8-isoPGF2α is an accurate biomarker of oxidative stress in vivo 2. The present study demonstrated that urinary 8-isoPGF2α concentration is increased in acute EAA patients, suggesting a central role for oxidant stress in the pathogenesis of acute EAA. The isoprostane pathway also contributes to the PGD2 overproduction in acute EAA 2, although the current approach was unable to ascertain its relative contribution to PGD2 production. It has recently been discovered that isoprostanes containing D- or E-type prostane rings are excreted into the urine as conjugates with N-acetyl cysteine sulfoxide, suggesting that these metabolites may be used as biomarkers to estimate whole-body production of D- or E-type isoprostanes 23. Future experiments using this methodology will hopefully provide even more answers.

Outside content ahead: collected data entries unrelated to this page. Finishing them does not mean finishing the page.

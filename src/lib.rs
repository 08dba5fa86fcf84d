pub mod actors;
pub mod config;
pub mod domain;
pub mod infrastructure;

/// Returns the FeedMill user agent string with the current version
///
/// Format: "FeedMill/X.Y.Z"
///
/// The version is read from Cargo.toml at compile time, ensuring it's
/// always in sync with the package version.
pub fn user_agent() -> String {
    format!("FeedMill/{}", env!("CARGO_PKG_VERSION"))
}
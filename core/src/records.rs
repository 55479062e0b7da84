use serde::{Deserialize, Serialize};

/// Media-type marker prepended to a heatmap before it is handed to an
/// image-rendering surface. The wire format carries the bare base64 body.
pub const HEATMAP_DATA_PREFIX: &str = "data:image/png;base64,";

/// Classification returned by the predictor for one uploaded scan.
#[derive(Debug, Clone, PartialEq, Serialize, Deserialize)]
pub struct Prediction {
    #[serde(rename = "prediction")]
    pub label: String,
    /// Model confidence in [0, 1].
    pub confidence: f32,
    /// Heatmap overlay, base64-encoded PNG without a data-URI prefix.
    pub heatmap: String,
}

/// One saved classification as stored by the persistence service.
#[derive(Debug, Clone, PartialEq, Serialize, Deserialize)]
pub struct PersistedResult {
    pub id: i64,
    /// ISO-8601 instant assigned server-side at save time.
    pub timestamp: String,
    /// Base64-encoded PNG without a data-URI prefix.
    pub heatmap_image: String,
    #[serde(rename = "prediction")]
    pub label: String,
}

/// Body of a save call. The heatmap keeps its data-URI prefix here; the
/// persistence service splits it off before storing the binary body.
#[derive(Debug, Clone, PartialEq, Serialize)]
pub struct SaveRequest {
    pub heatmap: String,
    pub prediction: String,
    pub confidence: f32,
}

/// Body of a batch delete call. Applied all-or-nothing by the service.
#[derive(Debug, Clone, PartialEq, Serialize)]
pub struct DeleteRequest {
    pub ids: Vec<i64>,
}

Increased 8-isoPGF2α concentrations have been reported in the breath condensate of patients with ARDS 24, ILD 25 and asthma 26. Recently, Wood et al. 27 demonstrated that despite high variability, sputum 8-isoPGF2α concentrations were significantly increased in patients with severe persistent asthma. The present study also demonstrated similar findings in that the two asthmatic patients with extremely high urinary 8-isoPGF2α concentrations (458 and 525 pg·mg−1-creatinine, respectively) were characterised by severe persistent asthma and hypereosinophilia (11.2 and 17.2%, respectively).
These eicosanoids are also known to possess various other biological activities, such as being potent constrictors of pulmonary vascular smooth muscle and causing plasma exudation 4–6. Although the full extent of the biological activity of the eicosanoids in acute EAA remains to be determined, the various components of the eicosanoid metabolic pathways may become therapeutic targets in acute EAA.
Consistent with a previous case report by Tanaka et al. 17, serum SP-D concentrations in the acute EAA patients were markedly increased. In contrast, serum SP-D concentrations in the asthmatic patients were low, which is in accordance with data by Koopmans et al. 28 Interestingly, the serum SP-D concentrations subsequently decreased and showed a significant correlation with urinary 9α,11βPGF2 concentrations in the EAA patients. Serum SP-D is a biomarker of ILD activity 12 and SP-D plays a protective role in pulmonary inflammation 13. PGD2 and its metabolite, 15-d-PGJ2, have the potential to serve as downregulators of lung injury induced by bleomycin 29. Taken together, these findings suggest that both SP-D and PGD2 appear to be important regulatory factors in the pathophysiology of EAA.
In conclusion, the present study proposes that serum surfactant protein D and urinary eicosanoids are new biomarkers involved in various immunological responses in extrinsic allergic alveolitis. Further large-scale studies are needed to investigate the role of these compounds, not just as biomarkers, but also as potentiators of extrinsic allergic alveolitis.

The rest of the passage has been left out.